Di quanto tempo avrò bisogno per portare a termine questa attività?

Stimare correttamente il tempo necessario per lo svolgimento di un’attività è fondamentale.

Soprattutto se un’attività è per noi nuova sarà importante considerare sia il tempo necessario a studiare il compito che quello per lo svolgimento vero e proprio del compito.

Ovviamente la stima del tempo è particolarmente importante in caso di attività di studio o lavorative, ambiti nei quali è spesso necessario rispettare una scadenza ben precisa.

⓶ Obiettivi del compito.

Una volta stabilito cosa implica l’attività da svolgere in termini di conoscenze, abilità, mezzi e tempo, sarebbe bene stabilire anche il risultato finale che vogliamo ottenere.

Avere un obiettivo chiaro ci spronerà a raggiungerlo, dandoci inoltre in corso d’opera indicazioni preziose su come stiamo procedendo.

⓷ Svolgimento del compito.

Durante lo svolgimento dell’attività sarebbe bene fermarsi di tanto in tanto e valutare come stiamo procedendo nell’ottica del raggiungimento dell’obiettivo fissato.

In questo modo potremo capire se stiamo rispettando la tabella di marcia prestabilita, valutando anche la validità del metodo scelto oppure la necessità di un aggiustamento della nostra strategia.

⓸ Conclusione del compito.

Al termine dell’attività è importante valutare obiettivamente il risultato ottenuto.

In questo senso possiamo anche avvalerci di un aiuto esterno: chiedere ad un’altra persona un feedback sul nostro operato ci permetterà di avere una valutazione super partes.

Risultato negativo: obiettivo non raggiunto.

Se non abbiamo centrato l’obiettivo che ci eravamo prefissi cerchiamo di comprendere cosa sia andato storto.

Abbiamo commesso degli errori?
Abbiamo sottovalutato le difficoltà del compito?
Avremmo dovuto utilizzare strumenti o abilità diversi?

A nessuno piace sbagliare, è chiaro: dobbiamo però ricordare che l’errore non deve essere uno stigma, ma un punto di partenza.

Non a caso il vecchio adagio recita che sbagliando si impara.

Risultato positivo: obiettivo raggiunto.

Se il compito è stato svolto correttamente permettendoci di centrare il nostro obiettivo è sicuramente il caso di festeggiare.

Ma non sediamoci sugli allori!

Nulla è di per sé perfetto, per cui analizziamo invece quanto abbiamo realizzato.

Avremmo potuto ottenere un risultato migliore?
C’era la possibilità di svolgere l’attività in minor tempo o con un minor dispendio di risorse?
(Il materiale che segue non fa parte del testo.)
pub mod filter;
pub mod memory;
pub mod mongo;

use crate::connection::config::StoreSettings;
use crate::core::{StoreResult, with_timeout};
use async_trait::async_trait;
use mongodb::bson::{Bson, Document};
use std::sync::Arc;
use std::time::Duration;

pub use filter::{Filter, FilterMatcher, SortDirection, SortKey, SortSpec};

/// Opens sessions to a document store.
///
/// Production code talks to MongoDB through [`mongo::MongoConnector`]; tests
/// and local runs use [`memory::MemoryConnector`].
#[async_trait]
pub trait StoreConnector: Send + Sync {
    /// Open a new session. Implementations should confirm the session is
    /// usable before returning it.
    async fn connect(&self, settings: &StoreSettings) -> StoreResult<Arc<dyn StoreSession>>;
}

/// An open, reusable session.
#[async_trait]
pub trait StoreSession: Send + Sync {
    /// Minimal round trip proving the session still works.
    async fn ping(&self) -> StoreResult<()>;

    /// Handle on one collection of this session.
    fn collection(&self, database: &str, name: &str) -> Arc<dyn ParcelCollection>;
}

/// The operations the service issues against the parcel collection.
#[async_trait]
pub trait ParcelCollection: Send + Sync {
    async fn find(&self, filter: &Filter, sort: &SortSpec) -> StoreResult<Vec<Document>>;

    async fn find_one(&self, filter: &Filter) -> StoreResult<Option<Document>>;

    /// Insert and return the stored `_id`.
    async fn insert_one(&self, document: Document) -> StoreResult<Bson>;

    /// Delete the first match and return the number of removed documents.
    async fn delete_one(&self, filter: &Filter) -> StoreResult<u64>;
}

/// Wraps a collection so every call is bounded by `limit`.
///
/// Dropping the returned future drops the inner store call with it.
pub struct TimedCollection {
    inner: Arc<dyn ParcelCollection>,
    limit: Duration,
}

impl TimedCollection {
    pub fn new(inner: Arc<dyn ParcelCollection>, limit: Duration) -> Self {
        Self { inner, limit }
    }
}

#[async_trait]
impl ParcelCollection for TimedCollection {
    async fn find(&self, filter: &Filter, sort: &SortSpec) -> StoreResult<Vec<Document>> {
        with_timeout("find", self.limit, self.inner.find(filter, sort)).await
    }

    async fn find_one(&self, filter: &Filter) -> StoreResult<Option<Document>> {
        with_timeout("find_one", self.limit, self.inner.find_one(filter)).await
    }

    async fn insert_one(&self, document: Document) -> StoreResult<Bson> {
        with_timeout("insert_one", self.limit, self.inner.insert_one(document)).await
    }

    async fn delete_one(&self, filter: &Filter) -> StoreResult<u64> {
        with_timeout("delete_one", self.limit, self.inner.delete_one(filter)).await
    }
}
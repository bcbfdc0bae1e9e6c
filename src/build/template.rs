//! Per-document template selection.

use std::path::Path;

use super::document::FrontMatter;
use super::render::{DEFAULT_TEMPLATE, Renderer};
use crate::diagnostics::Diagnostic;

/// A template name that is known to be loaded.
#[derive(Debug, Clone, PartialEq, Eq)]
pub struct TemplateRef(String);

impl TemplateRef {
    pub fn default_template() -> Self {
        Self(DEFAULT_TEMPLATE.to_string())
    }

    pub fn name(&self) -> &str {
        &self.0
    }
}

/// The template a document will be rendered with, plus the warning to
/// report if the requested one could not be used.
#[derive(Debug)]
pub struct TemplateResolution {
    pub template: TemplateRef,
    pub warning: Option<Diagnostic>,
}

/// Choose the template for a document.
///
/// No `template` key selects the default. A `template` naming something that
/// is not loaded (or that is not a string at all) also selects the default,
/// with a warning. Resolution never fails.
pub fn resolve_template(
    document: &Path,
    front_matter: &FrontMatter,
    renderer: &Renderer,
) -> TemplateResolution {
    let Some(requested) = front_matter.template() else {
        tracing::debug!("template not set in {}", document.display());
        return TemplateResolution {
            template: TemplateRef::default_template(),
            warning: None,
        };
    };

    match requested.as_str() {
        Some(name) if renderer.has_template(name) => {
            tracing::debug!("using template {} for {}", name, document.display());
            TemplateResolution {
                template: TemplateRef(name.to_string()),
                warning: None,
            }
        }
        _ => TemplateResolution {
            template: TemplateRef::default_template(),
            warning: Some(Diagnostic::TemplateFallback {
                document: document.to_path_buf(),
                requested: requested_display(requested),
                fallback: DEFAULT_TEMPLATE,
            }),
        },
    }
}

fn requested_display(value: &serde_yaml::Value) -> String {
    match value.as_str() {
        Some(name) => name.to_string(),
        None => serde_yaml::to_string(value)
            .map(|s| s.trim().to_string())
            .unwrap_or_default(),
    }
}
//! Template variables.
//!
//! Project variables are an immutable snapshot shared by every document.
//! Each document renders against a [`RunVariables`] overlay that adds its own
//! `title` without touching the snapshot.

use std::collections::BTreeMap;

use serde::ser::{Serialize, SerializeMap, Serializer};

/// Key injected into the variables for each document.
const TITLE_KEY: &str = "title";

/// Project-wide variables from the config's `var` section.
#[derive(Debug, Clone, Default)]
pub struct ProjectVariables {
    values: BTreeMap<String, serde_json::Value>,
}

impl ProjectVariables {
    pub fn new(values: BTreeMap<String, serde_json::Value>) -> Self {
        Self { values }
    }

    /// Build the variables for one document.
    pub fn overlay<'a>(&'a self, title: &'a str) -> RunVariables<'a> {
        RunVariables {
            project: self,
            title,
        }
    }
}

/// The variables one document is rendered with: the project variables plus
/// that document's title, which shadows any project `title` entry.
#[derive(Debug, Clone, Copy)]
pub struct RunVariables<'a> {
    project: &'a ProjectVariables,
    title: &'a str,
}

impl RunVariables<'_> {
    pub fn title(&self) -> &str {
        self.title
    }
}

impl Serialize for RunVariables<'_> {
    fn serialize<S: Serializer>(&self, serializer: S) -> Result<S::Ok, S::Error> {
        let mut map = serializer.serialize_map(None)?;
        for (key, value) in &self.project.values {
            if key != TITLE_KEY {
                map.serialize_entry(key, value)?;
            }
        }
        map.serialize_entry(TITLE_KEY, self.title)?;
        map.end()
    }
}
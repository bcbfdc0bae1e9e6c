//! Document title resolution.

use super::document::FrontMatter;

/// Determine a document's display title.
///
/// A `title` front matter key always wins. Otherwise the first top-level
/// heading line (`# Text`) in the raw file text is used, marker stripped and
/// trimmed. The front matter block is part of that text. A document with
/// neither gets an empty title.
pub fn resolve_title(front_matter: &FrontMatter, raw: &str) -> String {
    front_matter
        .title()
        .or_else(|| first_heading(raw))
        .unwrap_or_default()
}

/// Text of the first line that is a level-one ATX heading.
fn first_heading(raw: &str) -> Option<String> {
    raw
        .lines()
        .find_map(|line| line.strip_prefix("# "))
        .map(|text| text.trim().to_string())
}
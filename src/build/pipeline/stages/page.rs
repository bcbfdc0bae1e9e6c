//! Page template rendering stage.

use crate::build::pipeline::{PipelineContext, PipelineError, ProcessingDocument, Stage};

/// Stage that applies the chosen page template to substituted content.
///
/// The template sees `content` (output of the content stage) and `var`.
/// After this stage, `doc.output_html` contains the complete HTML page.
pub struct PageStage;

impl Stage for PageStage {
    fn name(&self) -> &'static str {
        "page"
    }

    fn process(
        &self,
        doc: &mut ProcessingDocument,
        ctx: &mut PipelineContext,
    ) -> Result<(), PipelineError> {
        let template = doc.template.as_ref().ok_or_else(|| {
            PipelineError::stage(
                "page",
                format!(
                    "document '{}' has no template (was template stage run?)",
                    doc.source_path().display()
                ),
            )
        })?;

        let vars = ctx.variables.overlay(&doc.title);
        tracing::debug!(
            "rendering {} with {} as \"{}\"",
            doc.source_path().display(),
            template.name(),
            vars.title()
        );
        let html =
            ctx.renderer
                .render_page(doc.source_path(), template.name(), &doc.content, &vars)?;

        doc.output_html = Some(html);
        Ok(())
    }
}
//! Content tree discovery.
//!
//! The content directory is scanned up front into the directories the build
//! tree needs and the files to process, so every output directory can be
//! created before any file is written.

use std::path::{Path, PathBuf};

use super::paths::is_markdown;

#[derive(thiserror::Error, Debug)]
pub enum WalkError {
    #[error("failed to read directory {path}: {source}")]
    ReadDir {
        path: PathBuf,
        source: std::io::Error,
    },

    #[error("failed to read directory entry in {path}: {source}")]
    ReadEntry {
        path: PathBuf,
        source: std::io::Error,
    },
}

/// A file found in the content tree, by path relative to the content root.
#[derive(Debug, Clone, PartialEq, Eq)]
pub enum ContentItem {
    /// A markdown document that will be rendered to HTML
    Document(PathBuf),
    /// Any other file, copied byte for byte
    Static(PathBuf),
}

impl ContentItem {
    pub fn source_path(&self) -> &Path {
        match self {
            ContentItem::Document(path) | ContentItem::Static(path) => path,
        }
    }
}

/// The shape of a content tree.
#[derive(Debug, Default)]
pub struct ContentTree {
    /// Subdirectories relative to the root, every parent before its children
    pub dirs: Vec<PathBuf>,
    /// Files relative to the root, in traversal order
    pub items: Vec<ContentItem>,
}

impl ContentTree {
    /// Scan a content directory. Entries are visited in file name order so
    /// that repeated scans of the same tree agree.
    pub fn scan(root: &Path) -> Result<Self, WalkError> {
        let mut tree = Self::default();
        tree.walk_directory(root, Path::new(""))?;
        Ok(tree)
    }

    pub fn document_count(&self) -> usize {
        self.items
            .iter()
            .filter(|item| matches!(item, ContentItem::Document(_)))
            .count()
    }

    fn walk_directory(&mut self, dir: &Path, relative_path: &Path) -> Result<(), WalkError> {
        let entries = std::fs::read_dir(dir).map_err(|e| WalkError::ReadDir {
            path: dir.to_path_buf(),
            source: e,
        })?;

        let mut entries = entries
            .map(|entry| {
                entry.map_err(|e| WalkError::ReadEntry {
                    path: dir.to_path_buf(),
                    source: e,
                })
            })
            .collect::<Result<Vec<_>, _>>()?;
        entries.sort_by_key(|entry| entry.file_name());

        for entry in entries {
            let path = entry.path();
            let relative = relative_path.join(entry.file_name());
            let file_type = entry.file_type().map_err(|e| WalkError::ReadEntry {
                path: dir.to_path_buf(),
                source: e,
            })?;

            if file_type.is_dir() {
                self.dirs.push(relative.clone());
                self.walk_directory(&path, &relative)?;
            } else if file_type.is_symlink() && path.is_dir() {
                // Linked directories are never descended into
                tracing::debug!("skipping directory symlink {}", path.display());
            } else if is_markdown(&relative) {
                self.items.push(ContentItem::Document(relative));
            } else {
                self.items.push(ContentItem::Static(relative));
            }
        }

        Ok(())
    }
}

#[cfg(test)]
mod tests {
    use super::*;

    fn touch(root: &Path, relative: &str) {
        let path = root.join(relative);
        std::fs::create_dir_all(path.parent().unwrap()).unwrap();
        std::fs::write(path, relative).unwrap();
    }

    #[test]
    fn test_scan_orders_parents_first() {
        let dir = tempfile::tempdir().unwrap();
        touch(dir.path(), "b/z/deep.md");
        touch(dir.path(), "a/page.md");
        touch(dir.path(), "b/image.png");
        touch(dir.path(), "index.md");
        std::fs::create_dir_all(dir.path().join("empty")).unwrap();

        let tree = ContentTree::scan(dir.path()).unwrap();

        assert_eq!(
            tree.dirs,
            vec![
                PathBuf::from("a"),
                PathBuf::from("b"),
                PathBuf::from("b/z"),
                PathBuf::from("empty"),
            ]
        );
        assert_eq!(
            tree.items,
            vec![
                ContentItem::Document("a/page.md".into()),
                ContentItem::Static("b/image.png".into()),
                ContentItem::Document("b/z/deep.md".into()),
                ContentItem::Document("index.md".into()),
            ]
        );
        assert_eq!(tree.document_count(), 3);
    }

    #[test]
    fn test_every_dir_follows_its_parent() {
        let dir = tempfile::tempdir().unwrap();
        touch(dir.path(), "x/y/z/file.txt");
        touch(dir.path(), "x/a/file.txt");

        let tree = ContentTree::scan(dir.path()).unwrap();

        for (i, d) in tree.dirs.iter().enumerate() {
            if let Some(parent) = d.parent().filter(|p| !p.as_os_str().is_empty()) {
                let parent_pos = tree.dirs.iter().position(|p| p == parent).unwrap();
                assert!(parent_pos < i, "{} listed before its parent", d.display());
            }
        }
    }

    #[cfg(unix)]
    #[test]
    fn test_directory_symlinks_are_not_followed() {
        let dir = tempfile::tempdir().unwrap();
        touch(dir.path(), "sub/page.md");
        touch(dir.path(), "shared.txt");
        std::os::unix::fs::symlink("..", dir.path().join("sub/up")).unwrap();
        std::os::unix::fs::symlink("../shared.txt", dir.path().join("sub/linked.txt")).unwrap();

        let tree = ContentTree::scan(dir.path()).unwrap();

        assert_eq!(tree.dirs, vec![PathBuf::from("sub")]);
        assert_eq!(
            tree.items,
            vec![
                ContentItem::Static("shared.txt".into()),
                ContentItem::Static("sub/linked.txt".into()),
                ContentItem::Document("sub/page.md".into()),
            ]
        );
    }

    #[test]
    fn test_scan_missing_root() {
        let dir = tempfile::tempdir().unwrap();
        let result = ContentTree::scan(&dir.path().join("missing"));
        assert!(matches!(result, Err(WalkError::ReadDir { .. })));
    }
}
//! Document types for pipeline processing.

use std::path::Path;

use crate::build::document::ContentDocument;
use crate::build::template::TemplateRef;

/// A document being processed through the pipeline.
///
/// Wraps the parsed `ContentDocument` with mutable state that evolves
/// through pipeline stages:
///
/// 1. Initially: `content` empty, `title` empty, `template` unset
/// 2. After markdown: `content` = HTML rendered from the markdown body
/// 3. After title: `title` resolved
/// 4. After template: `template` chosen
/// 5. After content: `content` = HTML with variables substituted
/// 6. After page: `output_html` = final page HTML
#[derive(Debug)]
pub struct ProcessingDocument {
    /// The parsed source document
    pub doc: ContentDocument,

    /// Content being processed.
    pub content: String,

    /// Display title, available to templates as `var.title`
    pub title: String,

    /// Template the page stage wraps the content in.
    pub template: Option<TemplateRef>,

    /// Final HTML output after page rendering.
    pub output_html: Option<String>,
}

impl ProcessingDocument {
    pub fn new(doc: ContentDocument) -> Self {
        Self {
            doc,
            content: String::new(),
            title: String::new(),
            template: None,
            output_html: None,
        }
    }

    /// Path relative to the content root.
    pub fn source_path(&self) -> &Path {
        &self.doc.source_path
    }
}
//! Configuration loading from files.
//!
//! This module handles reading and parsing the project's `config.yml`.

use std::path::Path;

use super::{ConfigError, ProjectConfig};

impl ProjectConfig {
    /// Load the config from a file path.
    ///
    /// An empty file is treated as a config with every section defaulted.
    pub fn load_from_file(path: &Path) -> Result<Self, ConfigError> {
        let content = std::fs::read_to_string(path).map_err(|source| ConfigError::Read {
            path: path.to_path_buf(),
            source,
        })?;

        Self::from_yaml(&content).map_err(|source| ConfigError::Parse {
            path: path.to_path_buf(),
            source,
        })
    }

    /// Parse a config from YAML text.
    pub(crate) fn from_yaml(content: &str) -> Result<Self, serde_yaml::Error> {
        if content.trim().is_empty() {
            return Ok(Self::default());
        }
        serde_yaml::from_str(content)
    }
}
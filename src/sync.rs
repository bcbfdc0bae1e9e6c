//! Mirroring the build tree to a remote destination with rsync.

use std::path::{Path, PathBuf};
use std::process::ExitStatus;

use tokio::process::Command;

/// The external tool doing the transfer.
const SYNC_TOOL: &str = "rsync";

#[derive(thiserror::Error, Debug)]
pub enum SyncError {
    #[error("{tool} not found on PATH: {source}")]
    ToolNotFound {
        tool: &'static str,
        source: which::Error,
    },

    #[error("build directory {0} does not exist; run generate first")]
    BuildMissing(PathBuf),

    #[error("failed to start {tool}: {source}")]
    Spawn {
        tool: &'static str,
        source: std::io::Error,
    },

    #[error("{tool} exited with {status}")]
    Failed {
        tool: &'static str,
        status: ExitStatus,
    },
}

/// Runs the sync tool against a finished build tree.
pub struct SyncDeployer {
    build_dir: PathBuf,
}

impl SyncDeployer {
    pub fn new(build_dir: PathBuf) -> Self {
        Self { build_dir }
    }

    /// Arguments for mirroring the build tree's contents into `dest`,
    /// deleting anything there that the build no longer has.
    fn args(&self, dest: &str) -> Vec<String> {
        vec![
            "-az".to_string(),
            "--delete".to_string(),
            // Trailing slash: copy the directory's contents, not the directory
            format!("{}/", self.build_dir.display()),
            dest.to_string(),
        ]
    }

    /// Sync to `dest`, waiting for the tool to exit.
    pub async fn deploy(&self, dest: &str) -> Result<(), SyncError> {
        if !self.build_dir.is_dir() {
            return Err(SyncError::BuildMissing(self.build_dir.clone()));
        }

        let tool = which::which(SYNC_TOOL).map_err(|source| SyncError::ToolNotFound {
            tool: SYNC_TOOL,
            source,
        })?;

        self.run(&tool, dest).await
    }

    async fn run(&self, tool: &Path, dest: &str) -> Result<(), SyncError> {
        let args = self.args(dest);
        tracing::debug!("running {} {}", tool.display(), args.join(" "));

        let status = Command::new(tool)
            .args(&args)
            .status()
            .await
            .map_err(|source| SyncError::Spawn {
                tool: SYNC_TOOL,
                source,
            })?;

        if !status.success() {
            return Err(SyncError::Failed {
                tool: SYNC_TOOL,
                status,
            });
        }

        Ok(())
    }
}

#[cfg(test)]
mod tests {
    use super::*;

    #[test]
    fn test_args_mirror_directory_contents() {
        let deployer = SyncDeployer::new(PathBuf::from("/srv/site/build"));
        assert_eq!(
            deployer.args("host:/var/www"),
            vec!["-az", "--delete", "/srv/site/build/", "host:/var/www"]
        );
    }

    #[tokio::test]
    async fn test_missing_build_dir() {
        let dir = tempfile::tempdir().unwrap();
        let deployer = SyncDeployer::new(dir.path().join("build"));

        let result = deployer.deploy("host:/var/www").await;

        assert!(matches!(result, Err(SyncError::BuildMissing(_))));
    }

    #[cfg(unix)]
    #[tokio::test]
    async fn test_failing_tool_is_an_error() {
        let dir = tempfile::tempdir().unwrap();
        let deployer = SyncDeployer::new(dir.path().to_path_buf());

        let result = deployer.run(Path::new("false"), "anywhere").await;

        assert!(matches!(result, Err(SyncError::Failed { .. })));
    }

    #[cfg(unix)]
    #[tokio::test]
    async fn test_successful_tool() {
        let dir = tempfile::tempdir().unwrap();
        let deployer = SyncDeployer::new(dir.path().to_path_buf());

        deployer.run(Path::new("true"), "anywhere").await.unwrap();
    }
}
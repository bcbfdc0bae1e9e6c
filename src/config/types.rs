//! Configuration type definitions.
//!
//! This module contains the data structures read from a project's `config.yml`.
//! These types are pure data - no I/O or complex logic.

use std::collections::BTreeMap;

use serde::Deserialize;

// =============================================================================
// Project config
// =============================================================================

/// The project configuration, loaded once per run and never mutated.
///
/// ```yaml
/// var:
///   name: Ben
/// sync:
///   prod:
///     dest: user@host:/var/www/site
/// markdown:
///   extensions: [tables, strikethrough]
/// ```
#[derive(Debug, Clone, Default, Deserialize)]
pub struct ProjectConfig {
    /// Project-wide variables, available to content and templates as `var.*`
    #[serde(default)]
    pub var: BTreeMap<String, serde_json::Value>,

    /// Sync destinations keyed by environment name
    #[serde(default)]
    pub sync: BTreeMap<String, SyncTarget>,

    /// Markdown processing settings
    #[serde(default)]
    pub markdown: MarkdownConfig,
}

impl ProjectConfig {
    /// Look up the sync target for an environment.
    pub fn sync_target(&self, environment: &str) -> Option<&SyncTarget> {
        self.sync.get(environment)
    }
}

// =============================================================================
// Sync config
// =============================================================================

/// Where the build tree is mirrored to for one environment.
#[derive(Debug, Clone, Deserialize)]
pub struct SyncTarget {
    /// Destination argument handed to the sync tool (e.g. `host:/srv/www`)
    pub dest: String,
}

// =============================================================================
// Markdown config
// =============================================================================

#[derive(Debug, Clone, Deserialize)]
pub struct MarkdownConfig {
    /// Extensions to enable for markdown processing
    #[serde(default = "default_markdown_extensions")]
    pub extensions: Vec<String>,
}

fn default_markdown_extensions() -> Vec<String> {
    vec!["strikethrough".to_string(), "tables".to_string()]
}

impl Default for MarkdownConfig {
    fn default() -> Self {
        Self {
            extensions: default_markdown_extensions(),
        }
    }
}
Queste valutazioni risulteranno preziosissime, soprattutto se analizzate alla luce delle conoscenze e abilità acquisite durante lo svolgimento del nostro compito.

Nel caso ci trovassimo a ripetere la stessa attività oppure un compito analogo sapremo come comportarci, come migliorare la nostra strategia e come evitare errori o intoppi.

Partire con questo vantaggio ci permetterà non solo di svolgere la stessa attività con maggiore semplicità ma anche di stabilire se un obiettivo più ambizioso sia possibile.

Concludendo.

Stephen Hawking ha detto che “…il più grande nemico della conoscenza non è l’ignoranza, è l’illusione della conoscenza”. 

Razionalmente siamo ben consapevoli che la conoscenza è necessaria allo svolgimento di qualunque compito.

La difficoltà reale, quindi, non è tanto nell’imparare quanto nel comprendere se il nostro livello di competenza sia effettivamente adeguato al compito che dobbiamo svolgere.

Analizzare le nostre abilità e comprendere i meccanismi che ci possono aiutare nell’apprendimento si rivelerà utile in molti modi:

  • potremo svolgere al meglio i compiti che ci siamo prefissati;
  • miglioreremo costantemente
  • impareremo dai nostri errori
  • amplieremo e rafforzeremo le nostre conoscenze.

Il risultato finale sarà la possibilità di prendere coscienza del nostro reale valore.

Non mi pare poco.

Conoscevi l’effetto Dunning-Kruger (decisamente meno conosciuto della sindrome dell’impostore)?

Cosa ne pensi?

Credi che potrebbe esserti utile migliorare le tue capacità di autoanalisi?

Se ti va lascia un commento per un confronto su questo argomento che ho trovato particolarmente interessante (ed utile).

Grazie e a presto.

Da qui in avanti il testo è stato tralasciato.